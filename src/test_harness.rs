//! Acceptance test harness for TUI testing
//!
//! Wraps TuiApp<TestBackend> with methods for simulating user interactions
//! and a controllable clock for debounce and request latency.

use crate::model::{Column, ColumnKey, Record};
use crate::source::{DataSource, SimulatedServer};
use crate::state::{DataMode, TableFeatures, TableSession, TableSessionBuilder};
use crate::view::{ShellOptions, TuiApp};
use crossterm::event::{KeyCode, KeyEvent, KeyModifiers, MouseButton, MouseEvent, MouseEventKind};
use ratatui::backend::TestBackend;
use ratatui::Terminal;
use serde_json::json;
use std::time::{Duration, Instant};

/// Convert a ratatui buffer to a string representation for snapshot testing.
///
/// Captures the visual output character by character, preserving layout.
/// Empty lines are removed to keep snapshots clean.
pub(crate) fn buffer_to_string(buffer: &ratatui::buffer::Buffer) -> String {
    let area = buffer.area();
    let mut lines = Vec::new();

    for y in area.top()..area.bottom() {
        let mut line = String::new();
        for x in area.left()..area.right() {
            let cell = &buffer[(x, y)];
            line.push_str(cell.symbol());
        }
        let trimmed = line.trim_end();
        if !trimmed.is_empty() {
            lines.push(trimmed.to_string());
        }
    }

    lines.join("\n")
}

/// Employee schema used by the shell tests.
pub(crate) fn roster_columns() -> Vec<Column> {
    let key = |raw: &str| ColumnKey::new(raw).expect("valid key");
    vec![
        Column::new(key("name"), "Name").sortable(),
        Column::new(key("team"), "Team").sortable().read_only(),
        Column::new(key("status"), "Status").sortable(),
        Column::new(key("score"), "Score").sortable().width(7),
    ]
}

/// `count` employees `e1..`, named `Emp{n}`, alternating active and away.
pub(crate) fn roster_rows(count: usize) -> Vec<Record> {
    (1..=count)
        .map(|n| {
            let status = if n % 2 == 0 { "away" } else { "active" };
            serde_json::from_value(json!({
                "id": format!("e{n}"),
                "name": format!("Emp{n}"),
                "team": if n % 3 == 0 { "Ops" } else { "Core" },
                "status": status,
                "score": n,
            }))
            .expect("record")
        })
        .collect()
}

/// Test harness for acceptance testing
pub(crate) struct TableHarness {
    app: TuiApp<TestBackend>,
    now: Instant,
    running: bool,
}

#[allow(dead_code)]
impl TableHarness {
    /// Local table over `server`'s rows at 100x30.
    pub fn local(server: SimulatedServer, features: TableFeatures) -> Self {
        Self::build(server, features, DataMode::Local, ShellOptions::default())
    }

    /// Remote table fetching from `server` with `latency`.
    pub fn remote(server: SimulatedServer, features: TableFeatures, latency: Duration) -> Self {
        let options = ShellOptions {
            latency,
            ..ShellOptions::default()
        };
        Self::build(server, features, DataMode::Remote, options)
    }

    /// Harness with full control over the shell options.
    pub fn build(server: SimulatedServer, features: TableFeatures, mode: DataMode, options: ShellOptions) -> Self {
        let mut builder = TableSessionBuilder::new(roster_columns())
            .features(features)
            .mode(mode)
            .status_options(vec!["active".into(), "away".into()]);
        if mode == DataMode::Local {
            builder = builder.rows(server.rows().to_vec());
        }
        let session = builder.build().expect("valid schema");
        let terminal = Terminal::new(TestBackend::new(100, 30)).expect("terminal");

        let mut harness = Self {
            app: TuiApp::with_terminal(terminal, session, server, options),
            now: Instant::now(),
            running: true,
        };
        harness.app.service_test(harness.now);
        harness
    }

    /// Send a single key event. Returns true if the app quit.
    pub fn send_key(&mut self, key: KeyCode) -> bool {
        self.send_key_with_mods(key, KeyModifiers::NONE)
    }

    /// Send key with modifiers (e.g., Ctrl+C)
    pub fn send_key_with_mods(&mut self, key: KeyCode, mods: KeyModifiers) -> bool {
        if !self.running {
            return true;
        }
        let quit = self.app.handle_key_test(KeyEvent::new(key, mods), self.now);
        if quit {
            self.running = false;
        } else {
            self.app.service_test(self.now);
        }
        quit
    }

    /// Type text one character at a time.
    pub fn type_text(&mut self, text: &str) {
        for ch in text.chars() {
            let mods = if ch.is_ascii_uppercase() {
                KeyModifiers::SHIFT
            } else {
                KeyModifiers::NONE
            };
            if self.send_key_with_mods(KeyCode::Char(ch), mods) {
                break;
            }
        }
    }

    /// Move the clock forward and run due work.
    pub fn advance(&mut self, by: Duration) {
        self.now += by;
        self.app.service_test(self.now);
    }

    /// The app under test.
    pub fn app(&self) -> &TuiApp<TestBackend> {
        &self.app
    }

    /// Shorthand for the app's session.
    pub fn session(&self) -> &TableSession<Record> {
        self.app.session()
    }

    /// Whether the app is still running.
    pub fn is_running(&self) -> bool {
        self.running
    }

    /// Render the current frame to a string.
    pub fn render_to_string(&mut self) -> String {
        self.app
            .render_test()
            .expect("Rendering should succeed in test harness");
        buffer_to_string(self.app.terminal().backend().buffer())
    }

    /// Send a mouse event at the given cell, after a render so hit areas exist.
    pub fn mouse(&mut self, kind: MouseEventKind, column: u16, row: u16) {
        let _ = self.app.render_test();
        self.app.handle_mouse_test(MouseEvent {
            kind,
            column,
            row,
            modifiers: KeyModifiers::NONE,
        });
    }

    /// Left click at the given cell.
    pub fn click_at(&mut self, column: u16, row: u16) {
        self.mouse(MouseEventKind::Down(MouseButton::Left), column, row);
        self.mouse(MouseEventKind::Up(MouseButton::Left), column, row);
    }
}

◆ **TASK TO CARRY OUT**
Where a line in the material above holds "latency", copy that line.

◆ **ANSWER AREA**
//! and a controllable clock for debounce and request latency.
    /// Remote table fetching from `server` with `latency`.
    pub fn remote(server: SimulatedServer, features: TableFeatures, latency: Duration) -> Self {
            latency,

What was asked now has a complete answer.